Whether it’s through what acres remain in the highly competitive CRP enrollments each year, or via those lesser known state and local efforts available with Soil & Water Conservation Districts (SWCD), county extension offices, state wildlife management agencies, or non-governmental organizations like Pheasants Forever, Ducks Unlimited or other sportsmen’s groups big and small, a foothold for habitat is forming. Through these avenues, conservation-minded landowners, operators, and those aligned with them, can explore options to convert marginal lands and acres of limited productivity — which take far more in inputs such as seed, spray and fertilizer, than they ever give back on a regular basis in terms of successful crops — and find a way to not only improve wildlife habitat and all the good things that go with it, but also increase their farm’s bottom line.

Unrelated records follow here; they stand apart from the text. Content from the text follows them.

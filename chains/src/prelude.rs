//! Re-exports of common traits and types.
pub use crate::{
    hashes::{BlockHash, Txid, Wtxid},
    header::BlockHeader,
    nets::Chain,
    types::{Outpoint, ScriptPubkey, ScriptSig, Tx, TxIn, TxOut, Witness, WitnessStackItem},
};
pub use smelter_core::prelude::*;
//! Simple types for Bitcoin Script and witness stack datastructures, each of
//! which is treated as an opaque, wrapped byte vector.
//!
//! We do not handle assembly, disassembly, or Script execution. The block
//! assembler only ever needs to construct the handful of standard output
//! scripts below and to carry template-supplied scripts through unchanged.

use smelter_core::wrap_prefixed_byte_vector;

/// Script opcodes the assembler emits.
pub mod opcodes {
    /// Push an empty byte vector.
    pub const OP_0: u8 = 0x00;
    /// Marks an output as unspendable data carrier.
    pub const OP_RETURN: u8 = 0x6a;
    /// Duplicate the top stack item.
    pub const OP_DUP: u8 = 0x76;
    /// Equality check.
    pub const OP_EQUAL: u8 = 0x87;
    /// Equality check, fail the script on mismatch.
    pub const OP_EQUALVERIFY: u8 = 0x88;
    /// Hash160 (SHA-256 then RIPEMD-160) of the top stack item.
    pub const OP_HASH160: u8 = 0xa9;
    /// Signature check.
    pub const OP_CHECKSIG: u8 = 0xac;
}

wrap_prefixed_byte_vector!(
    /// A ScriptSig is a wrapped byte vector carried in a transaction input.
    ///
    /// `ScriptSig::null()` and `ScriptSig::default()` return the empty byte
    /// vector with a 0 prefix.
    ScriptSig
);
wrap_prefixed_byte_vector!(
    /// A WitnessStackItem is a wrapped byte vector intended for use in
    /// witnesses. Each input's witness is a prefixed vector of stack items;
    /// the transaction's `witnesses` is an UNPREFIXED `Vec<Witness>`.
    WitnessStackItem
);
wrap_prefixed_byte_vector!(
    /// A ScriptPubkey is a wrapped byte vector used as the payment predicate
    /// in transaction outputs.
    ScriptPubkey
);

/// A Witness is the stack item vector corresponding to a single input.
pub type Witness = Vec<WitnessStackItem>;

/// Standard script types, and a non-standard type for all other scripts.
#[derive(PartialEq, Eq, Clone, Debug)]
pub enum ScriptType {
    /// Pay to Pubkeyhash.
    Pkh,
    /// Pay to Scripthash.
    Sh,
    /// Pay to Witness Pubkeyhash.
    Wpkh,
    /// Pay to Witness Scripthash.
    Wsh,
    /// An OP_RETURN data carrier.
    OpReturn,
    /// Nonstandard or unknown `Script` type. May be a newer witness version.
    NonStandard,
}

impl ScriptPubkey {
    /// `OP_DUP OP_HASH160 <20-byte hash> OP_EQUALVERIFY OP_CHECKSIG`
    pub fn p2pkh(hash: &[u8; 20]) -> Self {
        let mut v = Vec::with_capacity(25);
        v.extend_from_slice(&[opcodes::OP_DUP, opcodes::OP_HASH160, 0x14]);
        v.extend_from_slice(hash);
        v.extend_from_slice(&[opcodes::OP_EQUALVERIFY, opcodes::OP_CHECKSIG]);
        Self::new(v)
    }

    /// `OP_HASH160 <20-byte hash> OP_EQUAL`
    pub fn p2sh(hash: &[u8; 20]) -> Self {
        let mut v = Vec::with_capacity(23);
        v.extend_from_slice(&[opcodes::OP_HASH160, 0x14]);
        v.extend_from_slice(hash);
        v.push(opcodes::OP_EQUAL);
        Self::new(v)
    }

    /// `OP_0 <20-byte hash>` — native witness v0 key hash.
    pub fn p2wpkh(hash: &[u8; 20]) -> Self {
        let mut v = Vec::with_capacity(22);
        v.extend_from_slice(&[opcodes::OP_0, 0x14]);
        v.extend_from_slice(hash);
        Self::new(v)
    }

    /// `OP_RETURN <data>` — `data` must fit a single direct push (75 bytes).
    pub fn op_return(data: &[u8]) -> Self {
        debug_assert!(data.len() <= 75);
        let mut v = Vec::with_capacity(2 + data.len());
        v.push(opcodes::OP_RETURN);
        v.push(data.len() as u8);
        v.extend_from_slice(data);
        Self::new(v)
    }

    /// Inspect the script to determine its standard type.
    pub fn standard_type(&self) -> ScriptType {
        let items = self.items();
        match self.len() {
            0x19 => {
                if items[0..3] == [opcodes::OP_DUP, opcodes::OP_HASH160, 0x14]
                    && items[0x17..] == [opcodes::OP_EQUALVERIFY, opcodes::OP_CHECKSIG]
                {
                    ScriptType::Pkh
                } else {
                    ScriptType::NonStandard
                }
            }
            0x17 => {
                if items[0..2] == [opcodes::OP_HASH160, 0x14] && items[0x16] == opcodes::OP_EQUAL {
                    ScriptType::Sh
                } else {
                    ScriptType::NonStandard
                }
            }
            0x16 => {
                if items[0..2] == [opcodes::OP_0, 0x14] {
                    ScriptType::Wpkh
                } else {
                    ScriptType::NonStandard
                }
            }
            0x22 => {
                if items[0..2] == [opcodes::OP_0, 0x20] {
                    ScriptType::Wsh
                } else {
                    ScriptType::NonStandard
                }
            }
            _ => {
                if !items.is_empty() && items[0] == opcodes::OP_RETURN {
                    ScriptType::OpReturn
                } else {
                    ScriptType::NonStandard
                }
            }
        }
    }
}

#[cfg(test)]
mod test {
    use super::*;
    use smelter_core::ser::ByteFormat;

    #[test]
    fn it_serializes_and_deserializes_script_sigs() {
        let cases = [
            (
                ScriptSig::new(
                    hex::decode("0014758ce550380d964051086798d6546bebdca27a73").unwrap(),
                ),
                "160014758ce550380d964051086798d6546bebdca27a73",
                22,
            ),
            (ScriptSig::new(vec![]), "00", 0),
            (ScriptSig::null(), "00", 0),
        ];
        for case in cases.iter() {
            let script = ScriptSig::deserialize_hex(case.1).unwrap();
            assert_eq!(case.0.serialize_hex().unwrap(), case.1);
            assert_eq!(case.0.len(), case.2);
            assert_eq!(case.0.is_empty(), case.2 == 0);

            assert_eq!(script, case.0);
            assert_eq!(script.serialize_hex().unwrap(), case.1);
        }
    }

    #[test]
    fn it_constructs_standard_scripts() {
        let hash = [0x11u8; 20];

        let pkh = ScriptPubkey::p2pkh(&hash);
        assert_eq!(pkh.len(), 25);
        assert_eq!(pkh.standard_type(), ScriptType::Pkh);

        let sh = ScriptPubkey::p2sh(&hash);
        assert_eq!(sh.len(), 23);
        assert_eq!(sh.standard_type(), ScriptType::Sh);

        let wpkh = ScriptPubkey::p2wpkh(&hash);
        assert_eq!(wpkh.len(), 22);
        assert_eq!(wpkh.standard_type(), ScriptType::Wpkh);

        let data_carrier = ScriptPubkey::op_return(&[0xaa; 36]);
        assert_eq!(data_carrier.len(), 38);
        assert_eq!(data_carrier.standard_type(), ScriptType::OpReturn);
    }
}
//! Outpoint, TxIn, and Vin types.

use std::io::{Read, Write};

use smelter_core::ser::{ByteFormat, SerError, SerResult};

use crate::{hashes::Txid, types::script::ScriptSig};

/// An Outpoint. This is a unique identifier for a UTXO, and is composed of a
/// transaction ID (in internal LE format), and the index of the output being
/// spent within that transaction's output vector.
///
/// `Outpoint::null()` and `Outpoint::default()` return the null Outpoint,
/// which references a txid of all 0, and an index of 0xffff_ffff. The null
/// outpoint is used in every coinbase transaction.
#[derive(serde::Serialize, serde::Deserialize, Copy, Clone, Debug, Eq, PartialEq, Hash)]
pub struct Outpoint {
    /// The txid that created the UTXO being pointed to.
    pub txid: Txid,
    /// The index of that UTXO in the transaction's output vector.
    pub idx: u32,
}

impl Outpoint {
    /// Returns a new Outpoint from a digest and index.
    pub fn new(txid: Txid, idx: u32) -> Self {
        Self { txid, idx }
    }

    /// Returns the `default`, or `null` Outpoint. This is used in the coinbase input.
    pub fn null() -> Self {
        Outpoint {
            txid: Txid::default(),
            idx: 0xffff_ffff,
        }
    }
}

impl Default for Outpoint {
    fn default() -> Self {
        Outpoint::null()
    }
}

impl ByteFormat for Outpoint {
    type Error = SerError;

    fn serialized_length(&self) -> usize {
        36
    }

    fn read_from<T>(reader: &mut T, _limit: usize) -> SerResult<Self>
    where
        T: Read,
        Self: std::marker::Sized,
    {
        Ok(Outpoint {
            txid: Txid::read_from(reader, 0)?,
            idx: Self::read_u32_le(reader)?,
        })
    }

    fn write_to<T>(&self, writer: &mut T) -> SerResult<usize>
    where
        T: Write,
    {
        let mut len = self.txid.write_to(writer)?;
        len += Self::write_u32_le(writer, self.idx)?;
        Ok(len)
    }
}

/// A transaction input. Contains an outpoint referencing an existing UTXO, a
/// `script_sig` carrying spend authorization (or, in a coinbase, the height
/// push, pool tag, and extranonce bytes), and a sequence number.
#[derive(serde::Serialize, serde::Deserialize, Clone, Debug, Eq, PartialEq, Default)]
pub struct TxIn {
    /// The Outpoint identifying the UTXO being spent.
    pub outpoint: Outpoint,
    /// The authorization information necessary to spend the UTXO.
    pub script_sig: ScriptSig,
    /// The nSequence field.
    pub sequence: u32,
}

impl TxIn {
    /// Instantiate a new TxIn.
    pub fn new<T>(outpoint: Outpoint, script_sig: T, sequence: u32) -> Self
    where
        T: Into<ScriptSig>,
    {
        TxIn {
            outpoint,
            script_sig: script_sig.into(),
            sequence,
        }
    }
}

impl ByteFormat for TxIn {
    type Error = SerError;

    fn serialized_length(&self) -> usize {
        let mut len = self.outpoint.serialized_length();
        len += self.script_sig.serialized_length();
        len += 4; // sequence
        len
    }

    fn read_from<T>(reader: &mut T, _limit: usize) -> SerResult<Self>
    where
        T: Read,
        Self: std::marker::Sized,
    {
        Ok(TxIn {
            outpoint: Outpoint::read_from(reader, 0)?,
            script_sig: ScriptSig::read_from(reader, 0)?,
            sequence: Self::read_u32_le(reader)?,
        })
    }

    fn write_to<T>(&self, writer: &mut T) -> SerResult<usize>
    where
        T: Write,
    {
        let mut len = self.outpoint.write_to(writer)?;
        len += self.script_sig.write_to(writer)?;
        len += Self::write_u32_le(writer, self.sequence)?;
        Ok(len)
    }
}

/// Vin is a type alias for `Vec<TxIn>`.
pub type Vin = Vec<TxIn>;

And those other good things beyond a rising rooster, or a fawn whitetail brought into the population of deer, should not be forgotten. While winter has pulled a bit of its punch after a bitter start across the region, we’re only a couple years removed from a season where nine feet of snow made for headlines of wildlife mortality followed by spring flooding. The more grass, sloughs, swamps, and tree claims that are in the ground, the more cover we give wildlife and the easier it is to manage soil erosion, air and water pollution, and slow drainage to prevent or even eliminate flooding in our region’s major rivers each spring.

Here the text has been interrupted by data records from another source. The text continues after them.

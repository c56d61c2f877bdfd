//! Re-exports of common traits.
pub use crate::{
    hashes::{Hash256Digest, MarkedDigest, MarkedDigestWriter},
    ser::ByteFormat,
};
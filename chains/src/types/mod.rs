//! Holds Bitcoin-family wire types: scripts, witnesses, inputs, outputs, and
//! transactions in their legacy and witness serializations.

pub mod script;
pub mod tx;
pub mod txin;
pub mod txout;

pub use script::*;
pub use tx::*;
pub use txin::*;
pub use txout::*;
//! Block-template assembly for Bitcoin-family proof-of-work pools.
//!
//! Given a node-supplied `getblocktemplate` payload and pool configuration,
//! this crate selects transactions under the configured cap, builds the
//! coinbase with reserved extranonce offsets, computes the merkle path and
//! witness commitment, and binds it all into a [`work::Work`] that the
//! stratum front-end notifies miners from and rebuilds submitted blocks
//! with.
//!
//! Everything here is CPU-bound and synchronous; a `Work` is owned by a
//! single session thread and discarded when a fresh template arrives.

#![forbid(unsafe_code)]
#![warn(missing_docs)]
#![warn(unused_extern_crates)]

pub mod coinbase;
pub mod config;
pub mod error;
pub mod fanin;
pub mod merkle;
pub mod select;
pub mod stratum;
pub mod template;
pub mod work;

pub use coinbase::*;
pub use config::*;
pub use error::*;
pub use select::*;
pub use stratum::*;
pub use template::*;
pub use work::*;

Now, in the heart of winter, is the time not only to take stock of the habitat we still have on the ground, but also the idea that we have nowhere to go but up, when it comes to making conservation, hunting, and ultimately, when thinking downstream, even our fishing on waters that absorb annual runoff, better through the habitat programs that are available. If you own, rent, ranch, or farm land; or know someone who does, now is the time to talk about habitat. On every piece and parcel there’s likely a space for grass, cattails, trees, brush or some other sort of protective cover that benefits wildlife and people. Reach out to contacts in your area, your wildlife management agency, state and local water districts, and your local conservation groups to find the habitat options fit for those acres and the wildlife on it along with your budget. There’s always room for improvement and future seasons of full journal stories; especially now as we hold fast and await the next upswing of habitat plantings … in our outdoors.